* _EXERCISE DESCRIPTION_
Gather all lines with "vertex" from the records.

*** Block opens ***

//! Parameter-space polygons of faces.
//!
//! Edges are sampled in 3D, projected onto the face surface and unwrapped
//! across the period of periodic surfaces so that every wire becomes one
//! closed polygon in `(u, v)`.

use std::f64::consts::PI;

use opbrep_geom::{CurveKind, SurfaceRef};
use opbrep_math::{Point2, Point3};
use opbrep_topo::tool::{edge_curve, face_surface};
use opbrep_topo::{explore, Orientation, Shape, ShapeType};

/// Segments used to sample a full circle.
pub const CIRCLE_SAMPLES: usize = 64;

/// Position of a parameter point relative to a set of loops.
#[derive(Debug, Clone, Copy, PartialEq, Eq)]
pub enum UvPosition {
    /// Strictly inside the material.
    Inside,
    /// Within tolerance of a loop.
    Boundary,
    /// Outside the material.
    Outside,
}

/// Points along an edge in traversal order, both ends included.
pub fn edge_polyline(edge: &Shape) -> Vec<Point3> {
    let Some((curve, first, last)) = edge_curve(edge) else {
        return Vec::new();
    };
    let n = match curve.curve_type() {
        CurveKind::Line => 1,
        CurveKind::Circle => ((CIRCLE_SAMPLES as f64) * (last - first) / (2.0 * PI)).ceil().max(2.0) as usize,
    };
    let mut pts: Vec<Point3> = (0..=n)
        .map(|i| curve.evaluate(first + (last - first) * i as f64 / n as f64))
        .collect();
    if edge.orientation() == Orientation::Reversed {
        pts.reverse();
    }
    pts
}

/// Shift `u` by whole periods so that it lies closest to `reference`.
pub fn unwrap_u(u: f64, reference: f64, period: f64) -> f64 {
    u + period * ((reference - u) / period).round()
}

/// Project 3D points onto `surface`, unwrapping `u` continuously from `prev_u`.
pub fn polyline_uv(surface: &SurfaceRef, points: &[Point3], mut prev_u: Option<f64>) -> Option<Vec<Point2>> {
    let period = surface.u_period();
    let mut out = Vec::with_capacity(points.len());
    for p in points {
        let mut uv = surface.project(p)?;
        if let (Some(per), Some(r)) = (period, prev_u) {
            uv.x = unwrap_u(uv.x, r, per);
        }
        prev_u = Some(uv.x);
        out.push(uv);
    }
    Some(out)
}

/// Closed polygon of `wire` on `surface`, following the wire orientation.
///
/// On periodic surfaces the polygon is shifted so its smallest `u` lies in
/// `[0, period)`.
pub fn wire_uv_loop(surface: &SurfaceRef, wire: &Shape) -> Vec<Point2> {
    let mut lp: Vec<Point2> = Vec::new();
    let mut prev = None;
    let mut edges = explore(wire, ShapeType::Edge);
    if wire.orientation() == Orientation::Reversed {
        edges.reverse();
    }
    for e in edges {
        let pts = edge_polyline(&e);
        let Some(uvs) = polyline_uv(surface, &pts, prev) else {
            continue;
        };
        prev = uvs.last().map(|p| p.x);
        let keep = uvs.len().saturating_sub(1);
        lp.extend(uvs.into_iter().take(keep));
    }
    if let Some(per) = surface.u_period() {
        normalize_periodic(&mut lp, per);
    }
    lp
}

fn normalize_periodic(lp: &mut [Point2], period: f64) {
    let Some(min_u) = lp.iter().map(|p| p.x).reduce(f64::min) else {
        return;
    };
    let k = (min_u / period + 1e-9).floor();
    if k != 0.0 {
        for p in lp.iter_mut() {
            p.x -= k * period;
        }
    }
}

/// Polygons of all wires of a face, outer wire first.
///
/// The face is taken Forward, so loops follow the surface orientation.
pub fn face_uv_loops(face: &Shape) -> Vec<Vec<Point2>> {
    let f = face.oriented(Orientation::Forward);
    let Some(surface) = face_surface(&f) else {
        return Vec::new();
    };
    explore(&f, ShapeType::Wire)
        .iter()
        .map(|w| wire_uv_loop(&surface, w))
        .filter(|lp| lp.len() >= 2)
        .collect()
}

/// Shoelace area; positive for counter-clockwise loops.
pub fn signed_area(poly: &[Point2]) -> f64 {
    let n = poly.len();
    let mut a = 0.0;
    for i in 0..n {
        let p = poly[i];
        let q = poly[(i + 1) % n];
        a += p.x * q.y - q.x * p.y;
    }
    0.5 * a
}

/// Distance from `p` to segment `[a, b]`.
pub fn segment_distance(p: Point2, a: Point2, b: Point2) -> f64 {
    let ab = b - a;
    let len2 = ab.norm_squared();
    if len2 < 1e-30 {
        return (p - a).norm();
    }
    let t = ((p - a).dot(&ab) / len2).clamp(0.0, 1.0);
    (p - (a + t * ab)).norm()
}

/// Even-odd classification of `p` against all loops.
pub fn classify_in_loops(loops: &[Vec<Point2>], p: Point2, tol: f64) -> UvPosition {
    let mut inside = false;
    for lp in loops {
        let n = lp.len();
        for i in 0..n {
            let a = lp[i];
            let b = lp[(i + 1) % n];
            if segment_distance(p, a, b) <= tol {
                return UvPosition::Boundary;
            }
            if (a.y > p.y) != (b.y > p.y) {
                let x = a.x + (p.y - a.y) * (b.x - a.x) / (b.y - a.y);
                if p.x < x {
                    inside = !inside;
                }
            }
        }
    }
    if inside {
        UvPosition::Inside
    } else {
        UvPosition::Outside
    }
}

/// Like [`classify_in_loops`], also trying `p` shifted by one period either way.
pub fn classify_uv(loops: &[Vec<Point2>], p: Point2, tol: f64, period: Option<f64>) -> UvPosition {
    let mut candidates = vec![p.x];
    if let Some(per) = period {
        candidates.push(p.x + per);
        candidates.push(p.x - per);
    }
    let mut best = UvPosition::Outside;
    for u in candidates {
        match classify_in_loops(loops, Point2::new(u, p.y), tol) {
            UvPosition::Inside => return UvPosition::Inside,
            UvPosition::Boundary => best = UvPosition::Boundary,
            UvPosition::Outside => {}
        }
    }
    best
}

/// Most scanlines tried by [`interior_uv`].
const MAX_SCANLINES: usize = 24;

/// Distance from `p` to the nearest loop segment.
fn clearance(loops: &[Vec<Point2>], p: Point2) -> f64 {
    let mut d = f64::INFINITY;
    for lp in loops {
        let n = lp.len();
        for i in 0..n {
            d = d.min(segment_distance(p, lp[i], lp[(i + 1) % n]));
        }
    }
    d
}

/// A point inside the material bounded by `loops`.
///
/// Horizontal scanlines are cast halfway between consecutive vertex
/// heights, so none passes through a vertex. Among the midpoints of the
/// inside intervals, the one farthest from every loop wins.
pub fn interior_uv(loops: &[Vec<Point2>]) -> Option<Point2> {
    let outer = loops.first()?;
    let v_min = outer.iter().map(|p| p.y).reduce(f64::min)?;
    let v_max = outer.iter().map(|p| p.y).reduce(f64::max)?;
    let mut heights: Vec<f64> = loops.iter().flatten().map(|p| p.y).collect();
    heights.sort_by(|a, b| a.total_cmp(b));
    heights.dedup_by(|a, b| (*a - *b).abs() <= 1e-12);

    let mut gaps: Vec<(f64, f64)> = heights
        .windows(2)
        .filter(|w| w[0] >= v_min && w[1] <= v_max)
        .map(|w| (w[1] - w[0], 0.5 * (w[0] + w[1])))
        .collect();
    gaps.sort_by(|a, b| b.0.total_cmp(&a.0));
    gaps.truncate(MAX_SCANLINES);

    let mut best: Option<(f64, Point2)> = None;
    for (_, v) in gaps {
        let mut xs = Vec::new();
        for lp in loops {
            let n = lp.len();
            for i in 0..n {
                let a = lp[i];
                let b = lp[(i + 1) % n];
                if (a.y > v) != (b.y > v) {
                    xs.push(a.x + (v - a.y) * (b.x - a.x) / (b.y - a.y));
                }
            }
        }
        xs.sort_by(|a, b| a.total_cmp(b));
        for pair in xs.chunks_exact(2) {
            if pair[1] - pair[0] <= 1e-12 {
                continue;
            }
            let p = Point2::new(0.5 * (pair[0] + pair[1]), v);
            let c = clearance(loops, p);
            if best.as_ref().map_or(true, |(b, _)| c > *b) {
                best = Some((c, p));
            }
        }
    }
    best.filter(|(c, _)| *c > 1e-12).map(|(_, p)| p)
}

#[cfg(test)]
mod tests {
    use super::*;
    use approx::assert_relative_eq;
    use opbrep_primitives::{make_box, make_cylinder};

    fn square() -> Vec<Point2> {
        vec![
            Point2::new(0.0, 0.0),
            Point2::new(1.0, 0.0),
            Point2::new(1.0, 1.0),
            Point2::new(0.0, 1.0),
        ]
    }

    #[test]
    fn test_unwrap_u() {
        assert_relative_eq!(unwrap_u(0.0, 6.2, 2.0 * PI), 2.0 * PI);
        assert_relative_eq!(unwrap_u(0.1, 0.0, 2.0 * PI), 0.1);
    }

    #[test]
    fn test_classify_square_with_hole() {
        let hole: Vec<Point2> = vec![
            Point2::new(0.4, 0.4),
            Point2::new(0.4, 0.6),
            Point2::new(0.6, 0.6),
            Point2::new(0.6, 0.4),
        ];
        let loops = vec![square(), hole];
        assert_eq!(classify_in_loops(&loops, Point2::new(0.2, 0.2), 1e-9), UvPosition::Inside);
        assert_eq!(classify_in_loops(&loops, Point2::new(0.5, 0.5), 1e-9), UvPosition::Outside);
        assert_eq!(classify_in_loops(&loops, Point2::new(1.0, 0.5), 1e-9), UvPosition::Boundary);
        let p = interior_uv(&loops).unwrap();
        assert_eq!(classify_in_loops(&loops, p, 1e-9), UvPosition::Inside);
    }

    #[test]
    fn test_interior_point_avoids_reflex_corner() {
        let l_shape = vec![
            Point2::new(0.5, 1.0),
            Point2::new(1.0, 1.0),
            Point2::new(1.0, 0.5),
            Point2::new(1.5, 0.5),
            Point2::new(1.5, 1.5),
            Point2::new(0.5, 1.5),
        ];
        let loops = vec![l_shape];
        let p = interior_uv(&loops).unwrap();
        assert_eq!(classify_in_loops(&loops, p, 1e-9), UvPosition::Inside);
        assert!(clearance(&loops, p) > 0.2);
    }

    #[test]
    fn test_interior_point_of_ring_with_hole_at_mid_height() {
        // hole edge at v = 0.5, the middle of the outer loop
        let hole: Vec<Point2> = vec![
            Point2::new(0.25, 0.25),
            Point2::new(0.25, 0.5),
            Point2::new(0.75, 0.5),
            Point2::new(0.75, 0.25),
        ];
        let loops = vec![square(), hole];
        let p = interior_uv(&loops).unwrap();
        assert_eq!(classify_in_loops(&loops, p, 1e-9), UvPosition::Inside);
        assert!(clearance(&loops, p) > 0.1);
    }

    #[test]
    fn test_box_faces_are_ccw() {
        let b = make_box(Point3::origin(), 1.0, 1.0, 1.0).unwrap();
        for f in explore(&b, ShapeType::Face) {
            let loops = face_uv_loops(&f);
            assert_eq!(loops.len(), 1);
            assert_relative_eq!(signed_area(&loops[0]), 1.0, epsilon = 1e-12);
        }
    }

    #[test]
    fn test_cylinder_lateral_loop_spans_period() {
        let c = make_cylinder(Point3::origin(), 1.0, 2.0).unwrap();
        let lateral = explore(&c, ShapeType::Face)
            .into_iter()
            .find(|f| face_surface(f).is_some_and(|s| s.u_period().is_some()))
            .unwrap();
        let loops = face_uv_loops(&lateral);
        assert_eq!(loops.len(), 1);
        assert_relative_eq!(signed_area(&loops[0]), 4.0 * PI, epsilon = 1e-9);
        let p = interior_uv(&loops).unwrap();
        assert_relative_eq!(p.x, PI, epsilon = 1e-9);
    }
}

*** Block closes ***

* _RESPONSE_
/// Horizontal scanlines are cast halfway between consecutive vertex
/// heights, so none passes through a vertex. Among the midpoints of the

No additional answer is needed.